Sunday, October 01, 2006

it's surreal to be home.

it was a bittersweet night saying farewell to all whom i met at lausanne this week. i would never have imagined that you could get attached to people so much in just a short 7 days! i have learned so much and grown so much and felt so much and been blessed SO MUCH!!!

Lord, You are good.

i have some stuff to say about some people. don't know if they will read my blog, but anyway this will give you a glimpse into the kind of people i met this past week.

marcell:
you are such an inspiration to me. i've told you before, but i would say it again here how your love for God and for the nation he is calling you to has touched me so much. when i first met you, all i could see was your talent, your confidence, your leadership - and i felt threatened. but now, after just a mere 7 days, i see a man who deeply loves God, and his precious and beautiful wife, and who is willing to lay his life down for the sake of Christ. i see a man who is very serious about God, whose heart is willing to be broken by God, and to be directed by him.
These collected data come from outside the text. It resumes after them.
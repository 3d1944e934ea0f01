pub mod columns;
pub mod config;
pub mod fetch;
pub mod http;
pub mod posts;
pub mod report;
pub mod sample_feed;
pub mod scoring;
pub mod table;
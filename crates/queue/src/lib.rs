//! `queue` crate: the dispatch transport between the engine and workers.
//!
//! A [`DispatchMessage`] names one job of one workflow plus the serialized
//! configuration the receiving executor should run it with.  The engine only
//! talks to the [`DispatchQueue`] trait; [`ChannelQueue`] is the in-process
//! implementation backed by a tokio channel.

pub mod channel;
pub mod error;
pub mod message;

pub use channel::{ChannelQueue, DispatchReceiver};
pub use error::QueueError;
pub use message::DispatchMessage;

use async_trait::async_trait;

/// Anything that can deliver a job to an executor.
#[async_trait]
pub trait DispatchQueue: Send + Sync {
    async fn push(&self, message: DispatchMessage) -> Result<(), QueueError>;
}
//! `MockJob`, a test double for `ExecutableJob`.
//!
//! Useful in engine tests where the work itself is irrelevant and only the
//! outcome (and how often it ran) matters.

use std::sync::{Arc, Mutex};

use async_trait::async_trait;
use tokio::sync::Barrier;

use crate::{ExecutableJob, JobContext, JobError};

/// Behaviour injected into `MockJob` at construction time.
pub enum MockBehaviour {
    Succeed,
    Fail(String),
    Panic(String),
}

/// A mock job that records every call it receives and returns a
/// programmer-specified result.
pub struct MockJob {
    pub behaviour: MockBehaviour,
    /// Names of the job nodes this implementation ran for (in call order).
    pub calls: Arc<Mutex<Vec<String>>>,
    /// When set, `work` waits here before returning.
    barrier: Option<Arc<Barrier>>,
}

impl MockJob {
    pub fn succeeding() -> Self {
        Self::with(MockBehaviour::Succeed)
    }

    pub fn failing(msg: impl Into<String>) -> Self {
        Self::with(MockBehaviour::Fail(msg.into()))
    }

    pub fn panicking(msg: impl Into<String>) -> Self {
        Self::with(MockBehaviour::Panic(msg.into()))
    }

    /// Hold every call on `barrier` so several jobs finish at the same moment.
    pub fn with_barrier(mut self, barrier: Arc<Barrier>) -> Self {
        self.barrier = Some(barrier);
        self
    }

    fn with(behaviour: MockBehaviour) -> Self {
        Self {
            behaviour,
            calls: Arc::new(Mutex::new(Vec::new())),
            barrier: None,
        }
    }

    /// Number of times this job has been executed.
    pub fn call_count(&self) -> usize {
        self.calls.lock().unwrap().len()
    }
}

#[async_trait]
impl ExecutableJob for MockJob {
    async fn work(&self, ctx: &JobContext) -> Result<(), JobError> {
        self.calls.lock().unwrap().push(ctx.job_name.clone());

        if let Some(barrier) = &self.barrier {
            barrier.wait().await;
        }

        match &self.behaviour {
            MockBehaviour::Succeed => Ok(()),
            MockBehaviour::Fail(msg) => Err(JobError::Failed(msg.clone())),
            MockBehaviour::Panic(msg) => panic!("{}", msg),
        }
    }
}
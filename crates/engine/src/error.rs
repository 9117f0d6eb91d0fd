//! Engine-level error types.

use thiserror::Error;
use uuid::Uuid;

use crate::job::JobStatus;

/// Errors produced by the workflow engine (graph building + execution).
#[derive(Debug, Error)]
pub enum EngineError {
    // ------ Build errors ------

    /// Two jobs in one workflow share a name.
    #[error("duplicate job name: '{0}'")]
    DuplicateJobName(String),

    /// A dependency references a job name that was never declared.
    #[error("dependency references unknown job '{name}' ({side} side)")]
    UnknownJobReference {
        name: String,
        side: &'static str,
    },

    /// Topological sort detected a cycle.
    #[error("workflow graph contains a cycle")]
    CycleDetected,

    #[error("unknown workflow type '{0}'")]
    UnknownWorkflowType(String),

    #[error("invalid workflow definition: {0}")]
    InvalidDefinition(String),

    // ------ Lifecycle errors ------

    /// A job was asked to move along an edge its state machine doesn't have.
    #[error("job '{job}' cannot move from {from} to {to}")]
    InvalidTransition {
        job: String,
        from: JobStatus,
        to: JobStatus,
    },

    #[error("job '{0}' not found in workflow")]
    JobNotFound(String),

    /// The operation needs an id, but the workflow was never saved.
    #[error("workflow has not been saved yet")]
    NotSaved,

    // ------ Collaborator errors ------

    #[error(transparent)]
    Client(#[from] ClientError),

    #[error(transparent)]
    Queue(#[from] queue::QueueError),

    #[error("serialization error: {0}")]
    Serialization(#[from] serde_json::Error),
}

/// Errors surfaced by a [`crate::PersistenceClient`] implementation.
#[derive(Debug, Error)]
pub enum ClientError {
    #[error("workflow {0} not found")]
    WorkflowNotFound(Uuid),

    #[error("job '{name}' not found in workflow {workflow_id}")]
    JobNotFound { workflow_id: Uuid, name: String },

    /// The backing store itself failed.
    #[error("persistence backend error: {0}")]
    Backend(#[source] Box<dyn std::error::Error + Send + Sync>),
}
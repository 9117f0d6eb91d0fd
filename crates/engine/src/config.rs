//! Executor configuration.
//!
//! The configuration is serialized into every dispatch message so the
//! executor that picks a job up runs it with the same settings that were in
//! force when the job was dispatched.

use serde::{Deserialize, Serialize};

use crate::EngineError;

#[derive(Debug, Clone, PartialEq, Eq, Serialize, Deserialize)]
#[serde(default)]
pub struct Configuration {
    /// Prefix for everything this deployment owns (log spans, channels).
    pub namespace: String,
    /// Maximum number of cascades a worker runs at once.
    pub concurrency: usize,
    pub database_url: Option<String>,
}

impl Default for Configuration {
    fn default() -> Self {
        Self {
            namespace: "dagflow".into(),
            concurrency: 5,
            database_url: None,
        }
    }
}

impl Configuration {
    pub fn to_json(&self) -> Result<String, EngineError> {
        Ok(serde_json::to_string(self)?)
    }

    pub fn from_json(raw: &str) -> Result<Self, EngineError> {
        Ok(serde_json::from_str(raw)?)
    }
}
Thank you for showing me that the condition of my own heart, and for never once being critical of my musicality, but instead encouraging the team.

michael:
i just read your blog, and i am overwhelmed by how YOU felt overwhelmed by all that has happened this past week. so touched by the love you have for your family, and you devotion to God. even though we only talked for that hour or so, i felt so uplifted in my spirit after hearing your own life story, and now i have a bigger understanding of it, after reading your testimony. you have given me the courage to trust my heart. as i might have shared, i'm a chronic doubter. i love proof and facts and having plans set in stone. but you have shown me that what is more important is remembering that God is faithful and trustworthy, that he knows the future, and that he loves me so much - and part of that love has been demonstrated in blessing me with melvyn. so i am taking this next step in my life with a great sense of peace and joy, hopeful about what he will bring into our future.
http://blogs.law.harvard.edu/ohfamily/michaels-testimony/

david choi:
hey, i really did want to talk to you a bit that last night. sorry that somehow we just never met. anyways, i have been so blessed by your warmth and friendliness. i find it simply amazing that God would bring you here from across continents, and right in front of me in the buffet line! (david, who lives in america, met my cousin while she was in NZ a few years back, and had lost contact with her) and that he would just give me that inspiration to ask, so totally out of the blue, what you were doing... wow. anyway, i'm really excited for all that God will be doing through you, as you minister to different people all over the world, and in your *ahem* future as well. =)

my small group of women:
i won't mention names cos not sure about security, but i really felt so blessed and humbled by the sharing of lives. i hear about all that you have gone through - the pain, the struggles, the suffering, the persecution - and i feel tremendously blessed and privileged to be in the company of such amazing servants. as we shared our hearts and tears, i saw the reality that every person - even i, who am relatively so blessed - has gone through seasons of pain. every person is broken, in some way. but our God is the Healer of our wounds and Comforter of our souls!

to everyone else who i met - i do believe that every single person i have had the opportunity to talk to was a divine appointment by God, and has shaped my life in some way, big or small. i will be praying for you, and i look forward to hearing about what's going on in ALL your ministries all over the world, and praying with you - that the whole gospel will be preached to the whole world! amen.